The Affordable Care Act, commonly known as Obamacare, has long been contentious since it first took effect. Under its provisions, insurance companies cannot deny coverage due to preexisting conditions and must cover a list of essential health benefits.
Obamacare may have admirable goals, yet its implementation can cause numerous complications that lead to outrage among some people. That is one reason many find opposition to its passage frustrating.
Costs
Before the Affordable Care Act was in place, insurance companies could discriminate against people with preexisting conditions, charge more for specific diseases, and cancel coverage due to paperwork errors. Now with this law in effect, these practices have been prohibited as insurance providers must spend 80-85% of premiums on health care or improving medical facilities – otherwise you get a rebate to account for overcharges.
The Affordable Care Act also helps people afford private health insurance by creating healthcare exchanges where plans from competing insurers can be purchased at reduced prices, providing financial aid for those unable to afford private plans, and setting limits on out-of-pocket medical expenses.
However, it did little to mitigate rising prescription drug costs or alter incentives that drive hospitals, primary and specialty physicians and other providers to negotiate collectively for higher payments from Medicare and commercial insurers. It also did little to restrict pharmaceutical or medical device companies from increasing prices at will.
Coverage
Once the Affordable Care Act (ACA) became law, several states and interest groups quickly sought ways to undermine it without outright repeal. Instead, they attempted to slow its implementation through various regulatory countermoves.

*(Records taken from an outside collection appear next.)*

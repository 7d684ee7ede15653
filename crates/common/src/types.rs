use chrono::{DateTime, Utc};
use serde::{Deserialize, Serialize};

/// One closed (or in-progress, if last in a series) OHLCV interval.
///
/// Series are always ordered by `open_time` ascending, newest last, with no
/// duplicate open times.
#[derive(Debug, Clone, Copy, PartialEq, Serialize, Deserialize)]
pub struct Candle {
    pub open_time: DateTime<Utc>,
    pub open: f64,
    pub high: f64,
    pub low: f64,
    pub close: f64,
    pub volume: f64,
}

/// Direction of a trade.
#[derive(Debug, Clone, Copy, PartialEq, Eq, Serialize, Deserialize)]
#[serde(rename_all = "UPPERCASE")]
pub enum Side {
    Long,
    Short,
}

impl Side {
    /// The side that flattens a position opened on `self`.
    pub fn opposite(self) -> Side {
        match self {
            Side::Long => Side::Short,
            Side::Short => Side::Long,
        }
    }
}

impl std::fmt::Display for Side {
    fn fmt(&self, f: &mut std::fmt::Formatter<'_>) -> std::fmt::Result {
        match self {
            Side::Long => write!(f, "LONG"),
            Side::Short => write!(f, "SHORT"),
        }
    }
}

/// Protective order flavor: stop below/above entry, or profit target.
#[derive(Debug, Clone, Copy, PartialEq, Eq, Serialize, Deserialize)]
pub enum ProtectiveKind {
    Stop,
    Target,
}

impl std::fmt::Display for ProtectiveKind {
    fn fmt(&self, f: &mut std::fmt::Formatter<'_>) -> std::fmt::Result {
        match self {
            ProtectiveKind::Stop => write!(f, "STOP"),
            ProtectiveKind::Target => write!(f, "TARGET"),
        }
    }
}

/// Entry signal produced by the evaluator, consumed once by the worker.
#[derive(Debug, Clone, Copy, PartialEq)]
pub struct Signal {
    pub direction: Side,
    /// Close of the decision candle; order sizing and target derivation
    /// use this price.
    pub reference_price: f64,
    /// Price at which the trade thesis is wrong. Stop orders are placed
    /// here and the worker exits if a closed candle crosses it.
    pub invalidation_price: f64,
}

/// An open position. Owned exclusively by one worker, at most one at a
/// time, replaced wholesale on every transition — never field-patched.
#[derive(Debug, Clone, PartialEq)]
pub struct Position {
    pub side: Side,
    pub entry_price: f64,
    pub quantity: f64,
    pub invalidation_level: f64,
    /// Profit target; the resting take-profit order sits here. A closed
    /// candle beyond this level means that order has likely filled.
    pub target_level: f64,
    /// Exchange order id of the entry fill, when the venue reports one.
    pub order_id: Option<String>,
    /// Ids of the resting stop/target orders, cancelled when the worker
    /// closes the position itself.
    pub protective_order_ids: Vec<String>,
}

/// Confirmation of a filled market order.
#[derive(Debug, Clone, PartialEq)]
pub struct OrderFill {
    pub order_id: String,
    pub fill_price: f64,
    pub quantity: f64,
}

/// Instrument metadata, checked once per worker at startup.
#[derive(Debug, Clone, PartialEq)]
pub struct InstrumentInfo {
    pub symbol: String,
    pub contract_type: ContractType,
}

#[derive(Debug, Clone, Copy, PartialEq, Eq)]
pub enum ContractType {
    /// USDT-margined perpetual swap — the only type this system trades.
    LinearPerpetual,
    Other,
}

/// Whether the fleet runs against the real exchange or the simulator.
#[derive(Debug, Clone, Copy, PartialEq, Eq)]
pub enum TradingMode {
    Live,
    DryRun,
}

impl std::fmt::Display for TradingMode {
    fn fmt(&self, f: &mut std::fmt::Formatter<'_>) -> std::fmt::Result {
        match self {
            TradingMode::Live => write!(f, "live"),
            TradingMode::DryRun => write!(f, "dry-run"),
        }
    }
}
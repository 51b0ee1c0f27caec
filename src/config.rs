use std::path::PathBuf;

use clap::Parser;

use crate::message_database::{Retention, DEFAULT_MAX_MESSAGES};

/// Minimal message board: POST messages, poll them back.
#[derive(Parser, Debug, Clone)]
#[command(author, version, about, long_about = None)]
pub struct Config {
    /// Address to bind to
    #[arg(long, env = "MESSAGE_BOARD_HOST", default_value = "0.0.0.0")]
    pub host: String,

    /// Port to listen on
    #[arg(short, long, env = "MESSAGE_BOARD_PORT", default_value_t = 5000)]
    pub port: u16,

    /// JSON file holding the message history
    #[arg(long, env = "MESSAGE_BOARD_DATA_FILE", default_value = "messages.json")]
    pub data_file: PathBuf,

    /// Keep only this many most recent messages (0 keeps everything)
    #[arg(long, env = "MESSAGE_BOARD_MAX_MESSAGES", default_value_t = DEFAULT_MAX_MESSAGES)]
    pub max_messages: usize,

    /// Copy the data file into this directory before serving
    #[arg(long, env = "MESSAGE_BOARD_BACKUP_DIR")]
    pub backup_dir: Option<PathBuf>,

    /// Directory with the page templates
    #[arg(long, env = "MESSAGE_BOARD_TEMPLATES_DIR", default_value = "templates")]
    pub templates_dir: PathBuf,

    /// Directory served under /static
    #[arg(long, env = "MESSAGE_BOARD_STATIC_DIR", default_value = "static")]
    pub static_dir: PathBuf,

    /// How often the client page polls for new messages
    #[arg(long, env = "MESSAGE_BOARD_POLL_INTERVAL_MS", default_value_t = 2000)]
    pub poll_interval_ms: u64,

    /// Enable debug logging
    #[arg(short, long)]
    pub verbose: bool,
}

impl Config {
    pub fn retention(&self) -> Retention {
        Retention::from_cap(self.max_messages)
    }

    pub fn bind_addr(&self) -> (String, u16) {
        (self.host.clone(), self.port)
    }

    /// Glob Tera loads templates from.
    pub fn templates_glob(&self) -> String {
        format!("{}/*.html", self.templates_dir.display())
    }
}
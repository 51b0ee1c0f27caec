use actix_web::error::BlockingError;
use actix_web::http::StatusCode;
use actix_web::{HttpResponse, ResponseError};
use serde::Serialize;
use thiserror::Error;

/// Rejected client input. The display string is the reason sent back to the client.
#[derive(Error, Debug, PartialEq, Eq)]
pub enum ValidationError {
    #[error("invalid json")]
    InvalidJson,

    #[error("empty message")]
    EmptyText,
}

/// Failure reading or writing the backing data file.
#[derive(Error, Debug)]
pub enum StorageError {
    #[error("IO error: {0}")]
    Io(#[from] std::io::Error),

    #[error("JSON error: {0}")]
    Json(#[from] serde_json::Error),

    #[error("could not replace data file: {0}")]
    Persist(#[from] tempfile::PersistError),

    #[error("no message id left after {0}")]
    IdExhausted(i64),
}

/// Everything a request handler can fail with.
#[derive(Error, Debug)]
pub enum ChatError {
    #[error(transparent)]
    Validation(#[from] ValidationError),

    #[error("storage error: {0}")]
    Storage(#[from] StorageError),

    #[error("template error: {0}")]
    Template(#[from] tera::Error),

    #[error("blocking task was canceled")]
    Blocking,
}

impl From<BlockingError> for ChatError {
    fn from(_: BlockingError) -> Self {
        ChatError::Blocking
    }
}

#[derive(Serialize)]
struct ErrorDso<'a> {
    error: &'a str,
}

impl ResponseError for ChatError {
    fn status_code(&self) -> StatusCode {
        match self {
            ChatError::Validation(_) => StatusCode::BAD_REQUEST,
            _ => StatusCode::INTERNAL_SERVER_ERROR,
        }
    }

    fn error_response(&self) -> HttpResponse {
        match self {
            ChatError::Validation(e) => {
                HttpResponse::BadRequest().json(ErrorDso { error: &e.to_string() })
            }
            other => {
                // Internal details stay in the log, never in the body.
                tracing::error!(error = %other, "request failed");
                HttpResponse::InternalServerError().json(ErrorDso {
                    error: "internal server error",
                })
            }
        }
    }
}

pub type Result<T> = std::result::Result<T, ChatError>;
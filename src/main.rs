use actix_cors::Cors;
use actix_files::Files;
use actix_web::{middleware, web, App, HttpServer};
use chrono::Utc;
use clap::Parser;
use tera::Tera;
use tracing_subscriber::EnvFilter;

mod backup;
mod config;
mod error;
mod message_database;
mod routes;
mod storage;

use config::Config;
use message_database::MessageDatabase;
use routes::AppState;
use storage::JsonFileStorage;

fn init_logging(verbose: bool) {
    let default_level = if verbose { "debug" } else { "info" };
    let filter =
        EnvFilter::try_from_default_env().unwrap_or_else(|_| EnvFilter::new(default_level));
    tracing_subscriber::fmt()
        .with_env_filter(filter)
        .with_target(verbose)
        .init();
}

#[actix_web::main]
async fn main() -> std::io::Result<()> {
    let config = Config::parse();
    init_logging(config.verbose);

    if let Some(backup_dir) = &config.backup_dir {
        backup::backup_data_file(&config.data_file, backup_dir, Utc::now())?;
    }

    let db = MessageDatabase::new(JsonFileStorage::new(&config.data_file), config.retention());
    if let Err(e) = db.ensure_initialized() {
        tracing::error!(error = %e, path = %config.data_file.display(), "could not initialize data file");
        ::std::process::exit(1);
    }

    let tera = match Tera::new(&config.templates_glob()) {
        Ok(t) => t,
        Err(e) => {
            tracing::error!(error = %e, "template parsing error");
            ::std::process::exit(1);
        }
    };

    tracing::info!(
        data_file = %config.data_file.display(),
        retention = ?db.retention(),
        "message store ready"
    );

    let app_data = web::Data::new(AppState {
        tera,
        db,
        poll_interval_ms: config.poll_interval_ms,
    });
    let static_dir = config.static_dir.clone();

    let (host, port) = config.bind_addr();
    tracing::info!("listening on http://{}:{}", host, port);

    HttpServer::new(move || {
        App::new()
            .wrap(middleware::Logger::default())
            .wrap(Cors::permissive())
            .app_data(app_data.clone())
            .configure(routes::configure)
            .service(Files::new("/static", &static_dir))
    })
    .bind((host, port))?
    .run()
    .await
}
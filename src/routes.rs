use actix_web::http::header::ContentType;
use actix_web::{get, post, web, HttpResponse};
use serde::Serialize;
use serde_json::Value;
use tera::Tera;

use crate::error::{Result, ValidationError};
use crate::message_database::{
    Message, MessageDatabase, Messages, NewMessage, SinceFilter, DEFAULT_USERNAME,
};

pub struct AppState {
    pub tera: Tera,
    pub db: MessageDatabase,
    pub poll_interval_ms: u64,
}

// Serialization objects
#[derive(Serialize)]
struct MessagesDso {
    messages: Messages,
}

#[derive(Serialize)]
struct SentDso {
    status: &'static str,
    message: Message,
}

pub fn configure(cfg: &mut web::ServiceConfig) {
    cfg.service(get_index)
        .service(post_send)
        .service(get_messages);
}

#[get("/")]
async fn get_index(data: web::Data<AppState>) -> Result<HttpResponse> {
    let mut context = tera::Context::new();
    context.insert("poll_interval_ms", &data.poll_interval_ms);
    context.insert("default_username", DEFAULT_USERNAME);
    let output = data.tera.render("index.html", &context)?;
    Ok(HttpResponse::Ok()
        .content_type(ContentType::html())
        .body(output))
}

/// Anything that is not a non-empty JSON object with string fields is invalid.
fn parse_new_message(body: &[u8]) -> std::result::Result<NewMessage, ValidationError> {
    let value: Value = serde_json::from_slice(body).map_err(|_| ValidationError::InvalidJson)?;
    match &value {
        Value::Object(fields) if !fields.is_empty() => {}
        _ => return Err(ValidationError::InvalidJson),
    }
    serde_json::from_value(value).map_err(|_| ValidationError::InvalidJson)
}

#[post("/send")]
async fn post_send(body: web::Bytes, data: web::Data<AppState>) -> Result<HttpResponse> {
    let candidate = parse_new_message(&body)?;
    let message = web::block(move || data.db.append(candidate)).await??;
    tracing::info!(id = message.id, username = %message.username, "message posted");
    Ok(HttpResponse::Created().json(SentDso {
        status: "ok",
        message,
    }))
}

#[get("/messages")]
async fn get_messages(
    query: web::Query<Vec<(String, String)>>,
    data: web::Data<AppState>,
) -> Result<HttpResponse> {
    let since = query
        .iter()
        .find(|(key, _)| key == "since")
        .map(|(_, value)| value.as_str());
    let since = SinceFilter::parse(since);
    tracing::debug!(?since, "listing messages");

    let messages = web::block(move || data.db.query(&since)).await??;
    Ok(HttpResponse::Ok().json(MessagesDso { messages }))
}
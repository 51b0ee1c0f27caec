use std::fs;
use std::io;
use std::path::{Path, PathBuf};

use chrono::{DateTime, Utc};

/// File name for a backup taken at `taken_at`: `messages_<yyyyMMdd_HHmmss>.json`.
pub fn backup_file_name(taken_at: DateTime<Utc>) -> String {
    format!("messages_{}.json", taken_at.format("%Y%m%d_%H%M%S"))
}

/// Copies `data_file` into `backup_dir` and returns the copy's path.
///
/// Nothing to back up is not an error: returns `Ok(None)` when the data file does not exist.
pub fn backup_data_file(
    data_file: &Path,
    backup_dir: &Path,
    taken_at: DateTime<Utc>,
) -> io::Result<Option<PathBuf>> {
    if !data_file.is_file() {
        tracing::info!(path = %data_file.display(), "no data file yet, skipping backup");
        return Ok(None);
    }
    fs::create_dir_all(backup_dir)?;
    let target = backup_dir.join(backup_file_name(taken_at));
    fs::copy(data_file, &target)?;
    tracing::info!(from = %data_file.display(), to = %target.display(), "backed up data file");
    Ok(Some(target))
}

The Affordable Care Act requires insurance companies to spend between 80% to 85% of premiums on healthcare costs, prohibits lifetime and annual dollar coverage limits, prohibits preexisting condition exclusions and provides consumers with various other safeguards. Furthermore, individual and small group health plans must cover essential benefits like mental health care, maternity coverage and prescription drug coverage as part of their essential benefits packages.
Even with these safeguards in place, some individuals still find the cost of insurance unaffordable. For these individuals, the Affordable Care Act offers subsidies designed to assist with payments; these subsidies are funded by new taxes on medical devices and pharmaceuticals as well as savings in Medicare payments.
Taxes
The Affordable Care Act includes various changes to taxes. Additionally, it establishes insurance exchanges – websites where individuals can select health plans with subsidies covering some of their costs – and choose one to suit their needs.
Among the numerous tax changes brought about by the Affordable Care Act was an excise tax known as the Cadillac tax on employer-sponsored health care plans that exceed certain thresholds, known as employer-sponsored plans with more generous coverage. This tax would have reduced after-tax incomes for middle-income families.
Other tax changes brought about by the Affordable Care Act include community rating and premiums based on age. This was done to retain healthy people in the risk pool so as to offset higher costs associated with sicker enrollees; without an individual mandate penalty in place, less healthy people would contribute funds into the system to offset such increased costs.
The Affordable Care Act contains several spending cuts designed to address deficits, such as reducing Medicare’s Disproportionate Share Hospital payments; however, intensive lobbying efforts have led Congress to postpone these reductions, leading them to possibly never take effect. Furthermore, its planned productivity adjustment for Medicaid payment updates has also been repeatedly delayed in response to lobbying pressure.
The Individual Mandate
One of the more contentious provisions of the Affordable Care Act (ACA) is its individual mandate, which mandates people to obtain health insurance or face penalties; its goal is to expand coverage and enhance health outcomes.
The individual mandate serves two objectives by raising the cost of not having health insurance and encouraging more individuals–particularly healthy ones–to get it. Furthermore, this creates an ongoing source of customers for insurers, helping to lower costs.
Conservatism opposes this aspect of the Affordable Care Act because they believe it encroaches on American sovereignty over health care decisions, leading some to accuse it of being an attempt at “government takeover”.